# PROBLEM TO SOLVE
Among the lines of the data, copy those that hold "pool".

RECORDS TO USE START

//! # meridian-db: Database Layer for the Resilience Subsystem
//!
//! SQLite storage for everything a terminal must not lose across a power
//! cut: its journal, its sync markers, its conflict log, its power history,
//! its in-flight transactions and the hardware work parked in safe mode.
//!
//! ## Architecture Position
//! ```text
//! ┌─────────────────────────────────────────────────────────────────────────┐
//! │  meridian-sync services                                                │
//! │       │                                                                 │
//! │       ▼                                                                 │
//! │  ┌─────────────────────────────────────────────────────────────────┐   │
//! │  │                   meridian-db (THIS CRATE)                      │   │
//! │  │                                                                 │   │
//! │  │   ┌───────────────┐    ┌────────────────────┐  ┌────────────┐  │   │
//! │  │   │   Database    │    │   Repositories     │  │ Migrations │  │   │
//! │  │   │   (pool.rs)   │◄───│ terminal, journal, │  │ (embedded) │  │   │
//! │  │   │ WAL + FULL    │    │ conflict, power... │  │            │  │   │
//! │  │   └───────────────┘    └────────────────────┘  └────────────┘  │   │
//! │  └─────────────────────────────────────────────────────────────────┘   │
//! │       │                                                                 │
//! │       ▼                                                                 │
//! │  terminal.db (local)    shared/authoritative.db (satellites, remote)   │
//! └─────────────────────────────────────────────────────────────────────────┘
//! ```
//!
//! ## Usage
//!
//! ```rust,ignore
//! use meridian_db::{Database, DbConfig};
//!
//! let db = Database::new(DbConfig::new("terminal.db")).await?;
//! let pending = db.journal().count_pending().await?;
//! ```

pub mod error;
pub mod migrations;
pub mod pool;
pub mod repository;

pub use error::{DbError, DbResult};
pub use pool::{Database, DbConfig};

pub use repository::journal::Appended;
pub use repository::{
    ConflictRepository, DeferredJobRepository, JournalRead, JournalRepository, JournalStats,
    PowerEventRepository, RecordRepository, SyncCheckpointRepository, TerminalRepository,
    TransactionCheckpointRepository,
};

RECORDS TO USE END

# RESULT OF THE TASK
//! │  │   │   (pool.rs)   │◄───│ terminal, journal, │  │ (embedded) │  │   │
pub mod pool;
pub use pool::{Database, DbConfig};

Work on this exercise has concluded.